L'imprenditore Giuseppe Rotelli

“Io ho lavorato anche per Rotelli al San Donato, e anche lì si pagava la percentuale”. E’ l’ammissione di Pierino Zammarchi, costruttore delle opere edilizie del San Raffaele, indagato nell’ambito dell’inchiesta per la bancarotta dell’ospedale. Zammarchi si è lasciato andare all’uscita dalla camera ardente, dove ha dato l’ultimo saluto al fondatore dell’istituto, don Luigi Verzè. Il costruttore ha parlato di un “meccanismo di pagamenti” che, a sua detta “funziona dappertutto e per chiunque vuole lavorare, da Roma a Milano, dalla Sicilia alla Sardegna”. “Bisognava pagare” ha ripetuto più volte Zammarchi, e a chi domandava se questa ‘percentuale’ fosse stata pagata anche a Giuseppe Rotelli – imprenditore nel settore della sanità, alla guida dell’Irccs policlinico San Donato – e se si possa considerare una tangente, ha replicato: “Certo”. Zammarchi però si è anche affrettato a spiegare che si riferiva a tanti anni fa e che non erano tangenti ‘in senso stretto’. “Mah… Tangenti. Si fa un contratto e si paga una percentuale ma questo sul pubblico accade dappertutto. Invece questo era un ospedale privato ed è diverso”, ha detto. Altrettanto ‘originali’ i commenti sull’inchiesta in corso: “L’ultima delle cazzate, non è stato fatto niente di particolare. E’ un sistema – ha detto – che va avanti da quando ho cominciato a lavorare io, nel Cinquanta”.

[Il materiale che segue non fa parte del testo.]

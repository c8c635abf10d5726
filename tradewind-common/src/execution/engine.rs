//! The execution engine: command router, event dispatcher, FSM enforcer
//! and derived-event emitter.
//!
//! Everything between strategies and the venue adapter flows through here.
//! Events are processed iteratively off a queue: applying one event may
//! produce derived position events and, via strategy handlers, new commands
//! whose reply events join the same queue. The engine never propagates a
//! failure caused by a single malformed event — it logs and drops.

use std::collections::VecDeque;

use tracing::{error, warn};

use super::commands::TradingCommand;
use super::venue::ExecutionClient;
use crate::accounts::{Account, AccountStateEvent};
use crate::clock::Clock;
use crate::database::SharedExecutionDatabase;
use crate::error::TradingError;
use crate::events::Event;
use crate::identifiers::{AccountId, StrategyId, TraderId, UuidFactory};
use crate::orders::OrderEventAny;
use crate::positions::{
    Position, PositionClosed, PositionEventAny, PositionModified, PositionOpened,
};
use crate::strategy::{Strategy, StrategyContext};
use crate::types::{Currency, QuoteTick};

struct StrategyEntry {
    strategy: Box<dyn Strategy>,
    ctx: StrategyContext,
}

pub struct ExecutionEngine {
    trader_id: TraderId,
    account_id: AccountId,
    base_currency: Currency,
    database: SharedExecutionDatabase,
    venue: Option<Box<dyn ExecutionClient>>,
    strategies: Vec<StrategyEntry>,
    command_count: u64,
    event_count: u64,
    uuids: UuidFactory,
    processed_events: Vec<Event>,
}

impl std::fmt::Debug for ExecutionEngine {
    fn fmt(&self, f: &mut std::fmt::Formatter<'_>) -> std::fmt::Result {
        f.debug_struct("ExecutionEngine")
            .field("trader_id", &self.trader_id)
            .field("account_id", &self.account_id)
            .field("strategies", &self.strategies.len())
            .field("command_count", &self.command_count)
            .field("event_count", &self.event_count)
            .finish()
    }
}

Immediata la replica dello stesso Rotelli. “Avendo appreso con incredibile stupore, che il Signor Zammarchi avrebbe dichiarato che ‘Ho pagato tangenti a Rotelli quando lavoravo a San Donato’ – si legge in una nota del Gruppo Ospedaliero San Donato – Rotelli precisa quanto segue, non senza rilevare la singolarità che questa dichiarazione viene fatta soltanto dopo che Velca ha presentato l’unica offerta migliorativa per l’acquisto del San Raffaele: il Professor Giuseppe Rotelli non ha mai conosciuto il Signor Zammarchi; il Professor Giuseppe Rotelli esclude in modo categorico di avere mai ricevuto tangenti nella sua vita da chicchessia quanto meno dal Signor Zammarchi; il Professor Giuseppe Rotelli ha dato mandato ai propri legali Avvocato Marco De Luca e Avvocato Giuseppe Lombardi di prendere tutte le iniziative legali necessarie e opportune per tutelare la sua onorabilità”.